● **Source information**:
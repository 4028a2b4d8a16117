use std::fs;
use std::io;
use std::path::{Path, PathBuf};

use serde_json::{Map, Value};
use tracing::{debug, warn};

use crate::error::StorageError;

pub const PREF_API_KEY: &str = "apiKey";
pub const PREF_STYLES: &str = "styles";

/// Last-used form values that survive between runs.
pub trait PreferenceStore {
    /// Never fails: any lookup problem yields `default`.
    fn get(&self, key: &str, default: &str) -> String;

    fn set(&mut self, key: &str, value: &str) -> Result<(), StorageError>;
}

/// Preferences kept as a single JSON object on disk.
#[derive(Debug, Clone)]
pub struct JsonFilePreferences {
    path: PathBuf,
}

impl JsonFilePreferences {
    pub fn new(path: impl Into<PathBuf>) -> Self {
        Self { path: path.into() }
    }

    pub fn path(&self) -> &Path {
        &self.path
    }

    fn load(&self) -> Result<Map<String, Value>, StorageError> {
        let raw = match fs::read_to_string(&self.path) {
            Ok(raw) => raw,
            Err(err) if err.kind() == io::ErrorKind::NotFound => return Ok(Map::new()),
            Err(source) => {
                return Err(StorageError::Read {
                    path: self.path.clone(),
                    source,
                })
            }
        };
        // A corrupt file is replaced on the next write.
        match serde_json::from_str::<Value>(&raw) {
            Ok(Value::Object(map)) => Ok(map),
            _ => Ok(Map::new()),
        }
    }
}

impl PreferenceStore for JsonFilePreferences {
    fn get(&self, key: &str, default: &str) -> String {
        match self.load() {
            Ok(map) => map
                .get(key)
                .and_then(Value::as_str)
                .map(str::to_string)
                .unwrap_or_else(|| default.to_string()),
            Err(err) => {
                warn!(key, error = %err, "preference lookup failed, using default");
                default.to_string()
            }
        }
    }

    fn set(&mut self, key: &str, value: &str) -> Result<(), StorageError> {
        let mut map = self.load()?;
        map.insert(key.to_string(), Value::String(value.to_string()));
        let raw = serde_json::to_string_pretty(&Value::Object(map))?;

        let write_error = |source| StorageError::Write {
            path: self.path.clone(),
            source,
        };
        if let Some(parent) = self.path.parent() {
            if !parent.as_os_str().is_empty() {
                fs::create_dir_all(parent).map_err(write_error)?;
            }
        }
        fs::write(&self.path, raw).map_err(write_error)?;
        debug!(key, path = %self.path.display(), "saved preference");
        Ok(())
    }
}

#[cfg(test)]
mod tests {
    use super::*;
    use tempfile::tempdir;

    #[test]
    fn missing_file_returns_default() {
        let dir = tempdir().unwrap();
        let prefs = JsonFilePreferences::new(dir.path().join("prefs.json"));
        assert_eq!(prefs.get(PREF_API_KEY, "fallback"), "fallback");
    }

    #[test]
    fn set_creates_parent_dirs_and_round_trips() {
        let dir = tempdir().unwrap();
        let mut prefs = JsonFilePreferences::new(dir.path().join("a").join("b").join("prefs.json"));
        prefs.set(PREF_API_KEY, "KEY").unwrap();
        prefs.set(PREF_STYLES, "[]").unwrap();
        assert_eq!(prefs.get(PREF_API_KEY, ""), "KEY");
        assert_eq!(prefs.get(PREF_STYLES, ""), "[]");
        prefs.set(PREF_API_KEY, "NEW").unwrap();
        assert_eq!(prefs.get(PREF_API_KEY, ""), "NEW");
        assert_eq!(prefs.get(PREF_STYLES, ""), "[]");
    }

    #[test]
    fn corrupt_file_reads_as_defaults_and_is_replaced() {
        let dir = tempdir().unwrap();
        let path = dir.path().join("prefs.json");
        fs::write(&path, "{not json").unwrap();
        let mut prefs = JsonFilePreferences::new(&path);
        assert_eq!(prefs.get(PREF_STYLES, "none"), "none");
        prefs.set(PREF_STYLES, "x").unwrap();
        assert_eq!(prefs.get(PREF_STYLES, ""), "x");
    }

    #[test]
    fn non_string_value_reads_as_default() {
        let dir = tempdir().unwrap();
        let path = dir.path().join("prefs.json");
        fs::write(&path, r#"{"apiKey": 42}"#).unwrap();
        let prefs = JsonFilePreferences::new(&path);
        assert_eq!(prefs.get(PREF_API_KEY, "d"), "d");
    }

    #[test]
    fn unreadable_file_returns_default_and_keeps_path() {
        let dir = tempdir().unwrap();
        let prefs = JsonFilePreferences::new(dir.path());
        assert_eq!(prefs.path(), dir.path());
        assert_eq!(prefs.get(PREF_API_KEY, "fallback"), "fallback");
    }

    #[test]
    fn set_fails_when_path_is_a_directory() {
        let dir = tempdir().unwrap();
        let mut prefs = JsonFilePreferences::new(dir.path());
        assert!(prefs.set(PREF_API_KEY, "KEY").is_err());
    }
}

● **Exercise objective**:
Wherever a line in the listing contains the word "JsonFilePreferences", copy that line out.

● **Exercise result**:
pub struct JsonFilePreferences {
impl JsonFilePreferences {
impl PreferenceStore for JsonFilePreferences {
        let prefs = JsonFilePreferences::new(dir.path().join("prefs.json"));
        let mut prefs = JsonFilePreferences::new(dir.path().join("a").join("b").join("prefs.json"));
        let mut prefs = JsonFilePreferences::new(&path);
        let prefs = JsonFilePreferences::new(&path);
        let prefs = JsonFilePreferences::new(dir.path());
        let mut prefs = JsonFilePreferences::new(dir.path());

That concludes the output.